While not strictly about vans—there are quite a few truly gaudy Corvettes and motorcyles as well—the majority of lessons in this book focus directly on the art of the airbrushed van mural. Davenport takes us methodically through the processes of selecting and maintaining the right equipment, preparing the surface and, finally, laying the picture on in all its pressurized glory. Along the way we pick up on a few other useful skills like glass engraving, lettering, pinstriping, and even gold leafwork. The stunted, textbook-style language doesn’t exactly jump off the page, but the instructions are, for the most part, clear and easy to follow. Thankfully, in the awkward moments when Donald’s words fail him, the photography more than compensates, with full color shots accompanying the instructions every paint-dusted step of the way.

 

“Painting a subject with an airbrush,” Davenport writes, “will allow you to express your imagination...” And what an imagination Don has. In the course of the book, his vanside expressions include: a deer-infested snowscape, the obligatory starry pegasus, a fuzzy white kitty, two St.

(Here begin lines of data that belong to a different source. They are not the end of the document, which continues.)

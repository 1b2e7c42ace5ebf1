//! Diagnostic tracing setup.
//!
//! The user-facing run log lives in the orchestrator; this is the developer-facing stream on
//! stderr.

use tracing_subscriber::{fmt, prelude::*, EnvFilter};

/// Install the global subscriber. `RUST_LOG` wins; otherwise `verbosity` (the `-v` count)
/// picks the level.
pub fn init_tracing(verbosity: u8) {
    let filter = EnvFilter::try_from_default_env()
        .unwrap_or_else(|_| EnvFilter::new(level_for_verbosity(verbosity)));

    let _ = tracing_subscriber::registry()
        .with(
            fmt::layer()
                .with_writer(std::io::stderr)
                .with_target(true),
        )
        .with(filter)
        .try_init();
}

fn level_for_verbosity(verbosity: u8) -> &'static str {
    match verbosity {
        0 => "warn",
        1 => "info",
        2 => "debug",
        _ => "trace",
    }
}
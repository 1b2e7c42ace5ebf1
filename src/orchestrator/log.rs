//! Timestamped, append-only run log shown to the user.

use serde::{Deserialize, Serialize};
use std::fmt;
use time::macros::format_description;
use time::OffsetDateTime;

#[derive(Debug, Clone, PartialEq, Eq, Serialize, Deserialize)]
pub struct LogLine {
    /// Wall-clock time of the append, `HH:MM:SS`.
    pub timestamp: String,
    pub message: String,
}

impl fmt::Display for LogLine {
    fn fmt(&self, f: &mut fmt::Formatter<'_>) -> fmt::Result {
        write!(f, "[{}] {}", self.timestamp, self.message)
    }
}

#[derive(Debug, Clone, Default)]
pub struct LogLines {
    lines: Vec<LogLine>,
}

impl LogLines {
    pub fn push(&mut self, message: impl Into<String>) {
        self.push_at(wall_clock(), message);
    }

    pub(crate) fn push_at(&mut self, timestamp: String, message: impl Into<String>) {
        self.lines.push(LogLine {
            timestamp,
            message: message.into(),
        });
    }

    pub fn reset(&mut self) {
        self.lines.clear();
    }

    pub fn len(&self) -> usize {
        self.lines.len()
    }

    pub fn is_empty(&self) -> bool {
        self.lines.is_empty()
    }

    pub fn lines(&self) -> &[LogLine] {
        &self.lines
    }

    /// Lines appended after the first `seen`; lets a renderer print incrementally.
    pub fn since(&self, seen: usize) -> &[LogLine] {
        self.lines.get(seen..).unwrap_or(&[])
    }
}

fn wall_clock() -> String {
    // Local offset lookup fails on some multi-threaded unix setups; fall back to UTC.
    let now = OffsetDateTime::now_local().unwrap_or_else(|_| OffsetDateTime::now_utc());
    now.format(format_description!("[hour]:[minute]:[second]"))
        .unwrap_or_else(|_| "--:--:--".into())
}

Bernards smoking cigars and drinking beer from steins, and (my personal favorite) “ape like creatures in defiance of a strange forceful being emerging from a fog bank type landscape.” There are also a few pages which apty demonstrate the nasty effects a little bit of airbrush work can have on an otherwise appealing and valuable car. There’s one painting, too, which I’m still not quite able to describe. Colorful wood nymphs, perhaps? The hidden demons in Donald’s soul? Maybe the beautifully-rendered mushrooms on the cover had something to do with it.

 

Whatever your subject (or drug) of choice, this book will no doubt get you well on your way toward transforming a personal vision into a shimmering, van-sized reality. Less procedure-minded people may find its details a bit tedious, but for the aspiring airbrush artist, this book is a goldmine of lost knowledge and helpful tips. And I like to think that, maybe, just maybe, a relic like this could one day serve as the blueprint for a new renaissance in custom van art.